Second, the court appoints an examining committee composed of three people. Typically, the members of this examining committee are a mental health professional (such as a psychiatrist or psychologist), a physician, and a social worker.
The court-appointed attorney and the 3 examining committee members must visit the alleged incapacitated person in person and file their reports to the court.
The court then will set a hearing date to hear the evidence and the examining committee’s conclusion. If from the evidence presented the court is satisfied by clear and convincing evidence that the alleged incapacitated person lacks capacity, the court will declare that person as incapacitated. As such, the court will remove rights from the incapacitated person and delegate those rights to a guardian.
Some rights will be removed but cannot be delegated. The rights that can be removed but not delegated to a guardian are:
(a) The right to marry. If the right to enter into a contract has been removed, the right to marry is subject to court approval.
(b) The right to vote.
(c) The right to personally apply for government benefits.
(d) The right to have a driver license.
(e) The right to travel.
(f) The right to seek or retain employment.
Other rights will be removed and delegated to the guardian. The rights that may be removed from a person and which may be delegated to the guardian are:
(a) The right to contract.
(b) The right to sue and defend lawsuits.
(c) The right to apply for government benefits.
(d) The right to manage property or to make any gift or disposition of property.
(e) The right to determine his or her residence.
(f) The right to consent to medical and mental health treatment.
(g) The right to make decisions about his or her social environment or other social aspects of his or her life.

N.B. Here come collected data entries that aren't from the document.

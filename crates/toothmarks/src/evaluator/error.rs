//! Evaluation error types.

use thiserror::Error;

use crate::types::JawAttributes;

/// An error raised while evaluating a loaded template.
#[derive(Debug, Error)]
pub enum EvaluateError {
    /// No branch matches the queried attributes.
    ///
    /// This is a semantic miss, not a defect: a template that only defines
    /// upper-jaw landmarks is expected to produce this for a lower-jaw
    /// query. Callers should present it as "no landmarks defined for this
    /// case" rather than treat it as a bug.
    #[error("no landmarks defined for {attributes}")]
    LandmarksUndefined { attributes: JawAttributes },

    /// A rule substitutes the arch, but the query left it wildcard.
    #[error("rule '{rule}' requires an arch, but the query does not specify one")]
    ArchUnspecified { rule: String },

    /// A rule expands a tooth range, but the query left the dentition
    /// stage wildcard so the range bounds and numbering are unknown.
    #[error("rule '{rule}' requires a dentition stage, but the query does not specify one")]
    DentitionUnspecified { rule: String },

    /// A side tag was substituted with no side in scope.
    ///
    /// Rule partitioning keeps side-referencing rules away from the
    /// neutral context, so reaching this indicates a caller applied a
    /// context directly to a rule it does not fit.
    #[error("rule '{rule}' substitutes a side, but no side is in scope")]
    SideUnspecified { rule: String },
}
//! Integration tests for scope tree expansion.

use toothmarks::parser::{LoadError, parse_document};
use toothmarks::{Arch, Dentition, JawAttributes};

// =============================================================================
// Flattening
// =============================================================================

#[test]
fn test_root_sequence_is_wildcard_branch() {
    let document = parse_document("- '(a)(s)(-)'").unwrap();
    assert_eq!(document.branches.len(), 1);
    assert_eq!(document.branches[0].filter, JawAttributes::wildcard());
    assert_eq!(document.branches[0].rules.len(), 1);
}

#[test]
fn test_nested_scopes_accumulate() {
    let text = "\
primary:
  upper:
    - 'One'
";
    let document = parse_document(text).unwrap();
    assert_eq!(document.branches.len(), 1);
    assert_eq!(
        document.branches[0].filter,
        JawAttributes::wildcard()
            .with_dentition(Dentition::Primary)
            .with_arch(Arch::Upper)
    );
}

#[test]
fn test_any_narrows_nothing() {
    let document = parse_document("any:\n  - 'One'").unwrap();
    assert_eq!(document.branches[0].filter, JawAttributes::wildcard());
}

#[test]
fn test_branches_keep_declaration_order() {
    let text = "\
upper:
  - 'First'
lower:
  - 'Second'
any:
  - 'Third'
";
    let document = parse_document(text).unwrap();
    let filters: Vec<_> = document
        .branches
        .iter()
        .map(|branch| branch.filter.arch())
        .collect();
    assert_eq!(filters, vec![Some(Arch::Upper), Some(Arch::Lower), None]);
}

#[test]
fn test_rules_keep_declaration_order() {
    let document = parse_document("- 'One'\n- 'Two'\n- 'Three'").unwrap();
    let sources: Vec<_> = document.branches[0]
        .rules
        .iter()
        .map(|rule| rule.source.as_str())
        .collect();
    assert_eq!(sources, vec!["One", "Two", "Three"]);
}

// =============================================================================
// Metadata keys
// =============================================================================

#[test]
fn test_name_and_description_captured() {
    let text = "\
name: Orthodontic points
description: Landmarks for bracket placement.
any:
  - 'One'
";
    let document = parse_document(text).unwrap();
    assert_eq!(document.name.as_deref(), Some("Orthodontic points"));
    assert_eq!(
        document.description.as_deref(),
        Some("Landmarks for bracket placement.")
    );
    assert_eq!(document.branches.len(), 1);
}

#[test]
fn test_metadata_keys_are_not_scope_keys() {
    let document = parse_document("name: Points\nupper:\n  - 'One'").unwrap();
    assert_eq!(document.branches.len(), 1);
    assert_eq!(document.branches[0].filter.arch(), Some(Arch::Upper));
}

// =============================================================================
// Invalid keys
// =============================================================================

#[test]
fn test_invalid_key_at_root() {
    let err = parse_document("cake:\n  - 'foo'\n").unwrap_err();
    let message = err.to_string();
    assert!(message.contains("'cake'"), "{message}");
    assert!(
        message.contains("'adult', 'primary', 'upper', 'lower', 'any'"),
        "{message}"
    );
    assert!(!message.contains("located at"), "{message}");
}

#[test]
fn test_invalid_key_reports_full_path() {
    let text = "\
primary:
  upper:
    cake:
      - 'foo'
";
    let err = parse_document(text).unwrap_err();
    match &err {
        LoadError::InvalidKey { key, path, .. } => {
            assert_eq!(key, "cake");
            assert_eq!(path, &["primary".to_string(), "upper".to_string()]);
        }
        other => panic!("expected InvalidKey, got {other:?}"),
    }
    assert!(
        err.to_string().contains("located at primary->upper->cake"),
        "{err}"
    );
}

#[test]
fn test_invalid_key_suggests_close_match() {
    let err = parse_document("uper:\n  - 'foo'").unwrap_err();
    match &err {
        LoadError::InvalidKey { suggestion, .. } => {
            assert_eq!(suggestion.as_deref(), Some("upper"));
        }
        other => panic!("expected InvalidKey, got {other:?}"),
    }
    assert!(err.to_string().contains("Did you mean 'upper'?"), "{err}");
}

#[test]
fn test_unrelated_key_gets_no_suggestion() {
    let err = parse_document("cake:\n  - 'foo'").unwrap_err();
    match err {
        LoadError::InvalidKey { suggestion, .. } => assert_eq!(suggestion, None),
        other => panic!("expected InvalidKey, got {other:?}"),
    }
}

// =============================================================================
// Shape violations
// =============================================================================

#[test]
fn test_scalar_leaf_rejected() {
    let err = parse_document("primary: eggs").unwrap_err();
    match &err {
        LoadError::UnexpectedShape { path, actual } => {
            assert_eq!(path, &["primary".to_string()]);
            assert_eq!(*actual, "a string");
        }
        other => panic!("expected UnexpectedShape, got {other:?}"),
    }
    assert!(
        err.to_string()
            .contains("value at primary should be a list of landmarks, not a string"),
        "{err}"
    );
}

#[test]
fn test_scalar_root_rejected() {
    let err = parse_document("eggs").unwrap_err();
    match err {
        LoadError::UnexpectedShape { path, .. } => assert!(path.is_empty()),
        other => panic!("expected UnexpectedShape, got {other:?}"),
    }
}

#[test]
fn test_non_string_rule_rejected() {
    let err = parse_document("upper:\n  - 3").unwrap_err();
    match err {
        LoadError::NotAString { path, actual } => {
            assert_eq!(path, vec!["upper".to_string()]);
            assert_eq!(actual, "a number");
        }
        other => panic!("expected NotAString, got {other:?}"),
    }
}

#[test]
fn test_empty_rule_list_rejected() {
    let err = parse_document("upper: []").unwrap_err();
    match err {
        LoadError::EmptyRules { path } => assert_eq!(path, vec!["upper".to_string()]),
        other => panic!("expected EmptyRules, got {other:?}"),
    }
}

#[test]
fn test_rule_errors_surface_at_load() {
    let err = parse_document("upper:\n  - '(5-3)'").unwrap_err();
    assert!(matches!(err, LoadError::DescendingRange { .. }));
}

#[test]
fn test_unparseable_document() {
    let err = parse_document("upper: [unclosed").unwrap_err();
    assert!(matches!(err, LoadError::Document { .. }));
}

Depending on the evidence, sometimes a person can be found to lack capacity in certain areas but capable in others. For example, a person may lack the capacity to contract only but still have the capacity to work or travel. In these cases, the judge makes a determination of which rights are removed and which rights are kept and appoints a Limited Guardian of the Person or Property.

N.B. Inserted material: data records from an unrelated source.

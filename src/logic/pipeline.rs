use super::aggregator::WindowAggregator;
use super::types::{BlockRange, TimeWindow, WindowSummary};
use crate::data_sync::config::{AnalyticsConfig, Chain, ChainSettings};
use crate::data_sync::fetcher::BatchedBlockFetcher;
use crate::data_sync::port::ChainDataPort;
use crate::data_sync::resolver::BlockRangeResolver;
use crate::data_sync::rpc::JsonRpcChainClient;
use crate::error::WindowError;
use crate::reporting::ReportExporter;
use std::sync::Arc;
use std::time::Instant;
use tracing::{error, info, warn};

/// Result of analyzing one chain
#[derive(Debug)]
pub enum ChainOutcome {
    Summary { range: BlockRange, summary: WindowSummary, failures: Vec<WindowError> },
    /// Every block of the range was dropped, or the range was empty
    NoData { range: BlockRange, failures: Vec<WindowError> },
}

impl ChainOutcome {
    pub fn range(&self) -> &BlockRange {
        match self {
            ChainOutcome::Summary { range, .. } | ChainOutcome::NoData { range, .. } => range,
        }
    }

    pub fn summary(&self) -> Option<&WindowSummary> {
        match self {
            ChainOutcome::Summary { summary, .. } => Some(summary),
            ChainOutcome::NoData { .. } => None,
        }
    }

    pub fn failures(&self) -> &[WindowError] {
        match self {
            ChainOutcome::Summary { failures, .. } | ChainOutcome::NoData { failures, .. } => failures,
        }
    }
}

/// Resolve, fetch and aggregate the window of a single chain
pub struct ChainWindowAnalyzer {
    settings: ChainSettings,
    resolver: BlockRangeResolver,
    fetcher: BatchedBlockFetcher,
}

impl ChainWindowAnalyzer {
    pub fn new(settings: ChainSettings, port: Arc<dyn ChainDataPort>) -> Self {
        let resolver = BlockRangeResolver::new(&settings, port.clone());
        let fetcher = BatchedBlockFetcher::new(&settings, port);
        Self { settings, resolver, fetcher }
    }

    pub fn chain(&self) -> Chain {
        self.settings.chain
    }

    pub async fn run(&self, window: &TimeWindow) -> Result<ChainOutcome, WindowError> {
        window.validate()?;
        let chain = self.settings.chain;

        let range = match self.resolver.resolve(window.days, self.settings.blocks_per_day_hint).await {
            Ok(range) => range,
            Err(WindowError::InsufficientHistory { earliest_timestamp, latest_block, latest_timestamp, .. }) => {
                warn!("{}: chain history is shorter than {} days, analyzing from genesis", chain, window.days);
                BlockRange { partial: true, ..BlockRange::new(0, latest_block, earliest_timestamp, latest_timestamp) }
            }
            Err(e) => return Err(e),
        };

        let range = range.cap_to(window.max_blocks);
        if range.capped {
            info!("{}: capped to the newest {} blocks, starting at {}", chain, window.max_blocks, range.start_block);
        }

        let fetch = self.fetcher.fetch_range(&range).await;

        let mut aggregator = WindowAggregator::new(chain).with_nominal_blocks(fetch.nominal_blocks);
        for record in &fetch.records {
            aggregator.add(record);
        }

        match aggregator.finish() {
            Ok(summary) => Ok(ChainOutcome::Summary { range, summary, failures: fetch.failures }),
            Err(WindowError::EmptyWindow) => {
                warn!("{}: no usable blocks in {}..={}", chain, range.start_block, range.end_block);
                Ok(ChainOutcome::NoData { range, failures: fetch.failures })
            }
            Err(e) => Err(e),
        }
    }
}

/// Builds the data port for a chain
pub type PortFactory = dyn Fn(&ChainSettings) -> Result<Arc<dyn ChainDataPort>, WindowError> + Send + Sync;

/// Outcome of one chain within a multi-chain run
#[derive(Debug)]
pub struct ChainRun {
    pub chain: Chain,
    pub result: Result<ChainOutcome, WindowError>,
}

/// Analyzes every configured chain in turn.
///
/// A chain that fails as a whole is logged and reported; the remaining
/// chains still run.
pub struct MultiChainRunner {
    config: AnalyticsConfig,
    port_factory: Box<PortFactory>,
    exporters: Vec<Box<dyn ReportExporter>>,
}

impl MultiChainRunner {
    pub fn new(config: AnalyticsConfig) -> Self {
        Self { config, port_factory: Box::new(json_rpc_port), exporters: Vec::new() }
    }

    pub fn config(&self) -> &AnalyticsConfig {
        &self.config
    }

    pub async fn run_all(&self) -> Vec<ChainRun> {
        let started = Instant::now();
        let mut runs = Vec::with_capacity(self.config.chains.len());

        for settings in self.config.chain_settings() {
            let chain = settings.chain;
            let result = self.run_chain(settings).await;

            match &result {
                Ok(outcome) => {
                    if let Some(summary) = outcome.summary() {
                        self.export(summary).await;
                    }
                }
                Err(e) => error!("{}: analysis failed: {}", chain, e),
            }
            runs.push(ChainRun { chain, result });
        }

        let succeeded = runs.iter().filter(|r| r.result.is_ok()).count();
        info!("Analyzed {}/{} chains in {:?}", succeeded, runs.len(), started.elapsed());
        runs
    }

    async fn run_chain(&self, settings: ChainSettings) -> Result<ChainOutcome, WindowError> {
        let port = (self.port_factory)(&settings)?;
        let window = TimeWindow::new(self.config.days, settings.max_blocks);
        ChainWindowAnalyzer::new(settings, port).run(&window).await
    }

    async fn export(&self, summary: &WindowSummary) {
        for exporter in &self.exporters {
            if let Err(e) = exporter.export(summary).await {
                warn!("{}: {} export failed: {}", summary.chain, exporter.name(), e);
            }
        }
    }
}

fn json_rpc_port(settings: &ChainSettings) -> Result<Arc<dyn ChainDataPort>, WindowError> {
    Ok(Arc::new(JsonRpcChainClient::from_settings(settings)?))
}

/// Builder for [`MultiChainRunner`]
pub struct MultiChainRunnerBuilder {
    config: Option<AnalyticsConfig>,
    port_factory: Option<Box<PortFactory>>,
    exporters: Vec<Box<dyn ReportExporter>>,
}

impl MultiChainRunnerBuilder {
    pub fn new() -> Self {
        Self { config: None, port_factory: None, exporters: Vec::new() }
    }

    pub fn with_config(mut self, config: AnalyticsConfig) -> Self {
        self.config = Some(config);
        self
    }

    /// Replace the JSON-RPC client, e.g. with a [`crate::data_sync::MockChain`]
    pub fn with_port_factory<F>(mut self, factory: F) -> Self
    where
        F: Fn(&ChainSettings) -> Result<Arc<dyn ChainDataPort>, WindowError> + Send + Sync + 'static,
    {
        self.port_factory = Some(Box::new(factory));
        self
    }

    pub fn add_exporter(mut self, exporter: impl ReportExporter + 'static) -> Self {
        self.exporters.push(Box::new(exporter));
        self
    }

    pub fn build(self) -> eyre::Result<MultiChainRunner> {
        let config = match self.config {
            Some(config) => config,
            None => AnalyticsConfig::from_env()?,
        };

        let mut runner = MultiChainRunner::new(config);
        if let Some(factory) = self.port_factory {
            runner.port_factory = factory;
        }
        runner.exporters = self.exporters;
        Ok(runner)
    }
}

impl Default for MultiChainRunnerBuilder {
    fn default() -> Self {
        Self::new()
    }
}

#[cfg(test)]
mod tests {
    use super::*;
    use crate::data_sync::mock_chain::MockChain;

    const GENESIS: u64 = 1_700_000_000;

    fn analyzer(chain: MockChain) -> ChainWindowAnalyzer {
        let mut settings = ChainSettings::for_chain(Chain::Ethereum);
        settings.inter_batch_delay = std::time::Duration::ZERO;
        ChainWindowAnalyzer::new(settings, Arc::new(chain))
    }

    #[tokio::test]
    async fn test_run_caps_range() {
        let analyzer = analyzer(MockChain::regular(20_000, GENESIS, 12));
        let outcome = analyzer.run(&TimeWindow::new(1.0, 100)).await.unwrap();

        let range = outcome.range();
        assert!(range.capped);
        assert_eq!(range.block_count(), 100);
        assert_eq!(range.end_block, 19_999);
        assert_eq!(range.end_timestamp, GENESIS + 19_999 * 12);

        let summary = outcome.summary().unwrap();
        assert_eq!(summary.blocks.analyzed, 100);
        assert_eq!(summary.blocks.in_range, 100);
        assert_eq!(summary.blocks.first_block, 19_900);
    }

    #[tokio::test]
    async fn test_run_clamps_young_chain_to_genesis() {
        let analyzer = analyzer(MockChain::regular(50, GENESIS, 12));
        let outcome = analyzer.run(&TimeWindow::new(30.0, 1_000)).await.unwrap();

        let range = outcome.range();
        assert!(range.partial);
        assert_eq!(range.start_block, 0);
        assert_eq!(range.start_timestamp, GENESIS);
        assert_eq!(outcome.summary().unwrap().blocks.analyzed, 50);
    }

    #[tokio::test]
    async fn test_run_reports_no_data() {
        let chain = (0..10).fold(MockChain::regular(10, GENESIS, 12), |chain, n| chain.failing_full_block(n));
        let outcome = analyzer(chain).run(&TimeWindow::new(1.0, 10)).await.unwrap();

        assert!(matches!(outcome, ChainOutcome::NoData { .. }));
        assert!(outcome.summary().is_none());
        assert_eq!(outcome.failures().len(), 10);
        assert!(outcome.failures().iter().all(WindowError::is_per_item));
    }

    #[tokio::test]
    async fn test_run_fails_when_probes_fail() {
        let chain = MockChain::regular(10, GENESIS, 12).failing_block(9);
        let outcome = analyzer(chain).run(&TimeWindow::new(1.0, 10)).await;
        assert!(matches!(outcome, Err(WindowError::ChainUnavailable { .. })));
    }

    #[tokio::test]
    async fn test_run_rejects_invalid_window() {
        let analyzer = analyzer(MockChain::regular(10, GENESIS, 12));
        assert!(matches!(analyzer.run(&TimeWindow::new(1.0, 0)).await, Err(WindowError::InvalidWindow(_))));
    }
}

I hope this tutorial gives more clarity on why you need to go through this complicated process to regain control of a person that you suspect lacks capacity. Remember these 5 key points:
- There is no incapacity per se. Even if someone is in a coma, diagnosed with Alzheimer’s, or bedridden, does not, because of such conditions, renders a person incapacitated.
- A judge, after following due process, is the only person who can determine whether a person is incapacitated or not. Doctors’ letters are only evidence that can be presented in court.
- The fact that you are related by blood to someone does not entitled you to make decisions for an incapacitated person.
- If you want to prevent that the alleged incapacitated person do something that you think is inappropriate you need to go through the process of declaration of incapacity, even if you have a power of attorney.
- When hiring an attorney to represent you, you need to understand that the court will appoint an attorney to represent the alleged incapacitated person. This is what due process is all about.
BONUS: You need to immediately seek the help of an elder law attorney experienced in guardianship matters. If your goal is control the decision-making authority of your loved one and prevent that predators take advantage of your loved one’s diminished capacity, your best course of action is to seek a Judicial Determination of Incapacity.